1943 film by Enrique Cahen Salaberry

Su hermana menor (Her Younger Sister) is a 1943 Argentine romantic comedy film of the classical era of Argentine cinema, directed by Enrique Cahen Salaberry on his debut. It stars Silvia Legrand, Zully Moreno, Santiago Arrieta and Oscar Valicelli. The script was written by Carlos Adén.

==Plot ==
María (Legrand), a servant girl, idolizes her glamorous older sister Gloria (Moreno), who is a model.
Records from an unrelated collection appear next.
//! 8-wide kernels over whole lane groups.
//!
//! Inputs are already split into `[f32; LANES]` groups; the caller handles
//! the remainder with the scalar kernels.

use wide::{f32x8, CmpLe};

use super::LANES;

type Group = [f32; LANES];

#[inline(always)]
fn load(group: &Group) -> f32x8 {
    bytemuck::cast(*group)
}

#[inline(always)]
fn store(value: f32x8) -> Group {
    bytemuck::cast(value)
}

pub(super) fn integrate(pos: &mut [Group], vel: &[Group], dt: f32) {
    let dt = f32x8::splat(dt);
    for (p, v) in pos.iter_mut().zip(vel) {
        *p = store(load(p) + load(v) * dt);
    }
}

pub(super) fn add(a: &[Group], b: &[Group], out: &mut [Group]) {
    for ((o, x), y) in out.iter_mut().zip(a).zip(b) {
        *o = store(load(x) + load(y));
    }
}

pub(super) fn mul_scalar(a: &[Group], s: f32, out: &mut [Group]) {
    let s = f32x8::splat(s);
    for (o, x) in out.iter_mut().zip(a) {
        *o = store(load(x) * s);
    }
}

pub(super) fn count_within_radius(
    px: &[Group],
    py: &[Group],
    cx: &[Group],
    cy: &[Group],
    r_sq: &[Group],
) -> usize {
    let mut count = 0;
    for i in 0..px.len() {
        let dx = load(&px[i]) - load(&cx[i]);
        let dy = load(&py[i]) - load(&cy[i]);
        let inside = (dx * dx + dy * dy).cmp_le(load(&r_sq[i]));
        count += inside.move_mask().count_ones() as usize;
    }
    count
}
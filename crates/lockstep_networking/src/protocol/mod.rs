//! # Network Protocol
//!
//! The wire envelope: a closed tagged union multiplexed over two lanes.
//!
//! ## Packet Structure
//!
//! ```text
//! ┌────────────────────────────────────────────────────────────┐
//! │ Header (10 bytes)                                          │
//! ├────────────────────────────────────────────────────────────┤
//! │ Lane (1) │ Sequence (8) │ PayloadType (1)                  │
//! ├────────────────────────────────────────────────────────────┤
//! │ Payload (Input 13 | Snapshot 12 + 16n | Admin 5)           │
//! └────────────────────────────────────────────────────────────┘
//! ```
//!
//! All multi-byte fields are little-endian.

mod packets;
mod sequence;
mod serialization;

pub use packets::{
    AdminCommand, AdminMessage, InputMask, InputMessage, Lane, Packet, Payload, PayloadType,
    StateSnapshot,
};
pub use sequence::{LaneSequencer, SequenceStatus, SequenceTracker};
pub use serialization::{decode, encode, encode_into, encoded_len};
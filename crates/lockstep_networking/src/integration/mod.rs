//! # Gameplay Integration
//!
//! The seam between the deterministic tick and game-specific rules.
//! The scheduler owns *when* rules run; the integrator owns *what* they do.

mod traits;

pub use traits::{circles_overlap, GameplayRules, NoopRules};
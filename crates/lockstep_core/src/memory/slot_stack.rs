//! # Slot Stack
//!
//! Fixed-capacity LIFO of recyclable slot indices.

/// A pre-allocated stack of `u16` slot indices.
///
/// Recycling is LIFO: the most recently freed slot is handed out first,
/// which keeps recently touched memory hot in cache.
///
/// # Thread Safety
///
/// This stack is NOT thread-safe. It is owned by a single entity store.
///
/// # Example
///
/// ```rust
/// use lockstep_core::SlotStack;
///
/// let mut free = SlotStack::with_capacity(4);
/// assert!(free.push(2));
/// assert!(free.push(3));
/// assert_eq!(free.pop(), Some(3));
/// ```
#[derive(Debug, Clone)]
pub struct SlotStack {
    /// Backing storage, sized once.
    data: Box<[u16]>,
    /// Number of occupied entries.
    len: usize,
}

impl SlotStack {
    /// Creates an empty stack that can hold `capacity` indices.
    #[must_use]
    pub fn with_capacity(capacity: usize) -> Self {
        Self {
            data: vec![0; capacity].into_boxed_slice(),
            len: 0,
        }
    }

    /// Returns the maximum number of indices.
    #[inline]
    #[must_use]
    pub fn capacity(&self) -> usize {
        self.data.len()
    }

    /// Returns the number of indices currently stored.
    #[inline]
    #[must_use]
    pub const fn len(&self) -> usize {
        self.len
    }

    /// Returns true if no index is stored.
    #[inline]
    #[must_use]
    pub const fn is_empty(&self) -> bool {
        self.len == 0
    }

    /// Pushes an index. O(1), no allocation.
    ///
    /// Returns `false` (and stores nothing) when the stack is full.
    #[inline]
    pub fn push(&mut self, index: u16) -> bool {
        let Some(slot) = self.data.get_mut(self.len) else {
            return false;
        };
        *slot = index;
        self.len += 1;
        true
    }

    /// Pops the most recently pushed index. O(1), no allocation.
    #[inline]
    pub fn pop(&mut self) -> Option<u16> {
        self.len = self.len.checked_sub(1)?;
        Some(self.data[self.len])
    }

    /// Drops every stored index without touching the backing storage.
    #[inline]
    pub fn clear(&mut self) {
        self.len = 0;
    }
}
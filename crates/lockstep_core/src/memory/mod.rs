//! # Memory Management
//!
//! Fixed-capacity structures sized once at startup so the tick never
//! touches the heap.

mod slot_stack;

pub use slot_stack::SlotStack;
//! # Broad-Phase
//!
//! Coarse spatial filtering that precedes precise collision resolution.
//! The index is transient: built from entity positions once per tick and
//! discarded at tick end.

mod grid;

pub use grid::{SpatialIndex, CELL_SIZE};
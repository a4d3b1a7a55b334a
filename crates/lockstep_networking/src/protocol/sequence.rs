//! # Lane Sequencing
//!
//! Sender-side numbering and receiver-side loss/reorder detection.
//!
//! The envelope never retransmits or reorders. These types only number
//! packets and report what the receiver observed.

use super::packets::Lane;

/// Assigns monotonic sequence numbers, independently per lane.
///
/// Each lane starts at 0.
#[derive(Clone, Debug, Default)]
pub struct LaneSequencer {
    next: [u64; Lane::COUNT],
}

impl LaneSequencer {
    /// Creates a sequencer with every lane at 0.
    #[must_use]
    pub const fn new() -> Self {
        Self {
            next: [0; Lane::COUNT],
        }
    }

    /// Returns the sequence for the next packet on `lane` and advances it.
    #[inline]
    pub fn next(&mut self, lane: Lane) -> u64 {
        let slot = &mut self.next[lane.index()];
        let sequence = *slot;
        *slot = slot.wrapping_add(1);
        sequence
    }

    /// Returns the sequence the next packet on `lane` will get.
    #[inline]
    #[must_use]
    pub const fn peek(&self, lane: Lane) -> u64 {
        self.next[lane.index()]
    }
}

/// What a received sequence number says about the lane.
#[derive(Clone, Copy, Debug, PartialEq, Eq)]
pub enum SequenceStatus {
    /// Exactly the next expected number.
    InOrder,
    /// Newer than expected; `missing` packets were skipped.
    Gap {
        /// Number of sequence numbers skipped.
        missing: u64,
    },
    /// Not newer than the highest seen: duplicate or reordered.
    Stale,
}

#[derive(Clone, Copy, Debug, Default)]
struct LaneState {
    highest: Option<u64>,
    lost: u64,
    stale: u64,
}

/// Receiver-side tracker of the highest sequence seen per lane.
#[derive(Clone, Debug, Default)]
pub struct SequenceTracker {
    lanes: [LaneState; Lane::COUNT],
}

impl SequenceTracker {
    /// Creates a tracker that has seen nothing.
    #[must_use]
    pub fn new() -> Self {
        Self::default()
    }

    /// Records `sequence` on `lane` and classifies it.
    ///
    /// The first packet on a lane is compared against 0, the sender's
    /// starting number.
    pub fn observe(&mut self, lane: Lane, sequence: u64) -> SequenceStatus {
        let state = &mut self.lanes[lane.index()];

        let expected = match state.highest {
            Some(highest) if sequence <= highest => {
                state.stale += 1;
                return SequenceStatus::Stale;
            }
            Some(highest) => highest + 1,
            None => 0,
        };

        state.highest = Some(sequence);
        match sequence - expected {
            0 => SequenceStatus::InOrder,
            missing => {
                state.lost += missing;
                SequenceStatus::Gap { missing }
            }
        }
    }

    /// Highest sequence seen on `lane`.
    #[inline]
    #[must_use]
    pub fn highest(&self, lane: Lane) -> Option<u64> {
        self.lanes[lane.index()].highest
    }

    /// Total sequence numbers skipped on `lane`.
    #[inline]
    #[must_use]
    pub fn lost(&self, lane: Lane) -> u64 {
        self.lanes[lane.index()].lost
    }

    /// Total duplicate or out-of-order arrivals on `lane`.
    #[inline]
    #[must_use]
    pub fn stale(&self, lane: Lane) -> u64 {
        self.lanes[lane.index()].stale
    }
}
//! Condition tree produced by the compiler.
//!
//! Every node refers to attributes and values only through placeholder
//! aliases (`#n0abc`, `:v1abc`); rendering a node with `Display` yields the
//! store's expression syntax.

use std::fmt;

// ---------------------------------------------------------------------------
// Operator tags
// ---------------------------------------------------------------------------

/// Field-level operators accepted in a query definition.
#[derive(Debug, Clone, Copy, PartialEq, Eq, Hash)]
pub enum ConditionOp {
    /// `$eq`
    Eq,
    /// `$notEq`
    NotEq,
    /// `$lt`
    Lt,
    /// `$lte`
    Lte,
    /// `$gt`
    Gt,
    /// `$gte`
    Gte,
    /// `$between`, inclusive on both ends.
    Between,
    /// `$beginsWith`
    BeginsWith,
    /// `$contains`
    Contains,
    /// `$notContains`
    NotContains,
    /// `$in`, OR-ed equality against each list element.
    In,
    /// `$exists`
    Exists,
    /// `$notExists`
    NotExists,
}

impl ConditionOp {
    /// All operators, in tag order.
    pub const ALL: [Self; 13] = [
        Self::Eq,
        Self::NotEq,
        Self::Lt,
        Self::Lte,
        Self::Gt,
        Self::Gte,
        Self::Between,
        Self::BeginsWith,
        Self::Contains,
        Self::NotContains,
        Self::In,
        Self::Exists,
        Self::NotExists,
    ];

    /// Looks up an operator by its `$tag`.
    #[must_use]
    pub fn from_tag(tag: &str) -> Option<Self> {
        Self::ALL.into_iter().find(|op| op.tag() == tag)
    }

    /// The `$tag` used in query definitions.
    #[must_use]
    pub fn tag(&self) -> &'static str {
        match self {
            Self::Eq => "$eq",
            Self::NotEq => "$notEq",
            Self::Lt => "$lt",
            Self::Lte => "$lte",
            Self::Gt => "$gt",
            Self::Gte => "$gte",
            Self::Between => "$between",
            Self::BeginsWith => "$beginsWith",
            Self::Contains => "$contains",
            Self::NotContains => "$notContains",
            Self::In => "$in",
            Self::Exists => "$exists",
            Self::NotExists => "$notExists",
        }
    }

    /// The binary comparator for the plain comparison operators.
    #[must_use]
    pub fn comparator(&self) -> Option<CompareOp> {
        match self {
            Self::Eq => Some(CompareOp::Eq),
            Self::NotEq => Some(CompareOp::Ne),
            Self::Lt => Some(CompareOp::Lt),
            Self::Lte => Some(CompareOp::Le),
            Self::Gt => Some(CompareOp::Gt),
            Self::Gte => Some(CompareOp::Ge),
            _ => None,
        }
    }

    /// Returns `true` if the store accepts this operator on a sort key in a
    /// key condition.
    #[must_use]
    pub fn is_key_condition(&self) -> bool {
        matches!(
            self,
            Self::Eq
                | Self::Lt
                | Self::Lte
                | Self::Gt
                | Self::Gte
                | Self::Between
                | Self::BeginsWith
        )
    }
}

impl fmt::Display for ConditionOp {
    fn fmt(&self, f: &mut fmt::Formatter<'_>) -> fmt::Result {
        f.write_str(self.tag())
    }
}

/// Comparison operators.
#[derive(Debug, Clone, Copy, PartialEq, Eq)]
pub enum CompareOp {
    /// `=`
    Eq,
    /// `<>`
    Ne,
    /// `<`
    Lt,
    /// `<=`
    Le,
    /// `>`
    Gt,
    /// `>=`
    Ge,
}

impl fmt::Display for CompareOp {
    fn fmt(&self, f: &mut fmt::Formatter<'_>) -> fmt::Result {
        f.write_str(match self {
            Self::Eq => "=",
            Self::Ne => "<>",
            Self::Lt => "<",
            Self::Le => "<=",
            Self::Gt => ">",
            Self::Ge => ">=",
        })
    }
}

/// Condition functions the compiler emits.
#[derive(Debug, Clone, Copy, PartialEq, Eq)]
pub enum FunctionName {
    /// `attribute_exists(path)`
    AttributeExists,
    /// `attribute_not_exists(path)`
    AttributeNotExists,
    /// `begins_with(path, prefix)`
    BeginsWith,
    /// `contains(path, operand)`
    Contains,
}

impl fmt::Display for FunctionName {
    fn fmt(&self, f: &mut fmt::Formatter<'_>) -> fmt::Result {
        f.write_str(match self {
            Self::AttributeExists => "attribute_exists",
            Self::AttributeNotExists => "attribute_not_exists",
            Self::BeginsWith => "begins_with",
            Self::Contains => "contains",
        })
    }
}

// ---------------------------------------------------------------------------
// Condition tree
// ---------------------------------------------------------------------------

/// A compiled condition over placeholder aliases.
#[derive(Debug, Clone, PartialEq, Eq)]
pub enum Condition {
    /// `name op :value`
    Compare {
        /// Name alias.
        name: String,
        /// Comparator.
        op: CompareOp,
        /// Value alias.
        value: String,
    },
    /// `name between :low and :high`
    Between {
        /// Name alias.
        name: String,
        /// Lower bound alias.
        low: String,
        /// Upper bound alias.
        high: String,
    },
    /// `func(name)` or `func(name, :value)`
    Function {
        /// The function.
        func: FunctionName,
        /// Name alias.
        name: String,
        /// Second argument alias, if the function takes one.
        value: Option<String>,
    },
    /// `NOT inner`
    Not(Box<Condition>),
    /// Conjunction; parenthesized when it has more than one member.
    All(Vec<Condition>),
    /// Disjunction; parenthesized when it has more than one member.
    Any(Vec<Condition>),
}

impl Condition {
    /// Wraps `members` in a conjunction, collapsing a single member.
    #[must_use]
    pub fn all(mut members: Vec<Condition>) -> Self {
        if members.len() == 1 {
            members.remove(0)
        } else {
            Self::All(members)
        }
    }

    /// Wraps `members` in a disjunction, collapsing a single member.
    #[must_use]
    pub fn any(mut members: Vec<Condition>) -> Self {
        if members.len() == 1 {
            members.remove(0)
        } else {
            Self::Any(members)
        }
    }
}

fn write_joined(f: &mut fmt::Formatter<'_>, members: &[Condition], sep: &str) -> fmt::Result {
    if members.len() == 1 {
        return write!(f, "{}", members[0]);
    }
    f.write_str("(")?;
    for (i, member) in members.iter().enumerate() {
        if i > 0 {
            f.write_str(sep)?;
        }
        write!(f, "{member}")?;
    }
    f.write_str(")")
}

impl fmt::Display for Condition {
    fn fmt(&self, f: &mut fmt::Formatter<'_>) -> fmt::Result {
        match self {
            Self::Compare { name, op, value } => write!(f, "{name} {op} {value}"),
            Self::Between { name, low, high } => write!(f, "{name} between {low} and {high}"),
            Self::Function {
                func,
                name,
                value: Some(value),
            } => write!(f, "{func}({name}, {value})"),
            Self::Function {
                func,
                name,
                value: None,
            } => write!(f, "{func}({name})"),
            Self::Not(inner) => write!(f, "NOT {inner}"),
            Self::All(members) => write_joined(f, members, " AND "),
            Self::Any(members) => write_joined(f, members, " OR "),
        }
    }
}
impl MemStore {
    /// An empty store.
    #[must_use]
    pub fn new() -> Self {
        Self::default()
    }

    /// Creates a table.
    ///
    /// # Errors
    ///
    /// Returns a validation error if the table exists or an index name repeats.
    pub fn create_table(&self, schema: TableSchema) -> Result<(), StoreError> {
        let mut names: Vec<&str> = schema.indexes.iter().map(|i| i.name.as_str()).collect();
        names.sort_unstable();
        if names.windows(2).any(|pair| pair[0] == pair[1]) {
            return Err(StoreError::validation("Duplicate index name"));
        }
        let name = schema.name.clone();
        match self.tables.entry(name.clone()) {
            dashmap::mapref::entry::Entry::Occupied(_) => Err(StoreError::validation(format!(
                "Table already exists: {name}"
            ))),
            dashmap::mapref::entry::Entry::Vacant(slot) => {
                slot.insert(Arc::new(TableStorage::new(schema)));
                info!(table = %name, "table created");
                Ok(())
            }
        }
    }

    /// Inserts an item directly, bypassing call accounting and faults.
    ///
    /// # Errors
    ///
    /// Returns an error for an unknown table or an invalid key.
    pub fn insert(&self, table_name: &str, item: Item) -> Result<(), StoreError> {
        self.table(table_name)?.put_item(item)?;
        Ok(())
    }

    /// Number of items in a table; zero for unknown tables.
    #[must_use]
    pub fn item_count(&self, table_name: &str) -> usize {
        self.tables.get(table_name).map_or(0, |t| t.item_count())
    }

    /// Caps how many items any single query or scan evaluates, as a busy
    /// store does regardless of the requested limit.
    pub fn set_evaluation_ceiling(&self, ceiling: Option<usize>) {
        self.faults.set_evaluation_ceiling(ceiling);
    }

    /// Fails the `nth` next call of `operation` with `code`.
    pub fn inject_failure(&self, operation: StoreOperation, nth: usize, code: StoreErrorCode) {
        self.faults.fail_nth(operation, nth, code);
    }

    /// Makes the next batch call of `operation` hand back its last `count`
    /// entries as unprocessed.
    pub fn leave_unprocessed(&self, operation: StoreOperation, count: usize) {
        self.faults.leave_unprocessed(operation, count);
    }

    /// Calls of `operation` made through [`StoreClient`] so far.
    #[must_use]
    pub fn call_count(&self, operation: StoreOperation) -> usize {
        self.faults.call_count(operation)
    }

    fn table(&self, name: &str) -> Result<Arc<TableStorage>, StoreError> {
        self.tables
            .get(name)
            .map(|t| Arc::clone(t.value()))
            .ok_or_else(|| StoreError::resource_not_found(format!("Table not found: {name}")))
    }

    fn read(&self, request: Read<'_>) -> Result<ReadResult, StoreError> {
        let table = self.table(request.table_name)?;
        let index: Option<&IndexSchema> = match request.index_name {
            Some(name) => Some(table.schema().index(name).ok_or_else(|| {
                StoreError::validation(format!("The table does not have the specified index: {name}"))
            })?),
            None => None,
        };

        let key_condition = request
            .key_condition
            .map(parse_condition)
            .transpose()
            .map_err(|e| expression_error(&e))?;
        let filter = request
            .filter
            .map(parse_condition)
            .transpose()
            .map_err(|e| expression_error(&e))?;
        let projection = request
            .projection
            .map(parse_projection)
            .transpose()
            .map_err(|e| expression_error(&e))?;

        for expr in key_condition.iter().chain(filter.iter()) {
            check_placeholders(expr, request.names, request.values)
                .map_err(|e| expression_error(&e))?;
        }

        if request.operation == StoreOperation::Query {
            let Some(kc) = &key_condition else {
                return Err(StoreError::validation(
                    "Query requires a KeyConditionExpression",
                ));
            };
            let partition_key = index.map_or(
                &table.schema().key_schema.partition_key.name,
                |index| &index.key_schema.partition_key.name,
            );
            if !pins_partition(kc, partition_key, request.names) {
                return Err(StoreError::validation(format!(
                    "Query condition missed key schema element: {partition_key}"
                )));
            }
        }

        let limit = match request.limit {
            Some(limit) if limit <= 0 => {
                return Err(StoreError::validation("Limit must be greater than 0"));
            }
            Some(limit) => usize::try_from(limit).ok(),
            None => None,
        };

        let plan = ReadPlan {
            index,
            key_condition: key_condition.as_ref(),
            filter: filter.as_ref(),
            projection: projection.as_deref(),
            names: request.names,
            values: request.values,
            forward: request.forward,
            limit: self.faults.effective_limit(limit),
            exclusive_start_key: Some(request.exclusive_start_key),
        };
        let result = table.read(&plan)?;
        debug!(
            table = %request.table_name,
            operation = %request.operation,
            returned = result.items.len(),
            scanned = result.scanned,
            more = result.last_evaluated_key.is_some(),
            "read served"
        );
        Ok(result)
    }
}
When they fall in love with the same man, Gloria must sacrifice herself.

==Cast==
- Silvia Legrand as María
- Zully Moreno as Gloria Morea
- Santiago Arrieta as Ricardo Olmedo
- Oscar Valicelli as Domingo Requena
- Semillita as Pocholo
- Herminia Mas as Doña Antonia
- Guillermo Pedemonte
- Warly Ceriani

==Reception==
For La Nación, it was a "comedy with a simple theme, exhibiting most pleasingly the virtue of good taste in regard to its dramatic and scenic features" while Calki in El Mundo writes: "everything is smoothly presented, resolving the conflict... by means of an abundance of dialogue. This is no doubt intended to show poetically that by keeping to the road, sentimental kitsch can be avoided.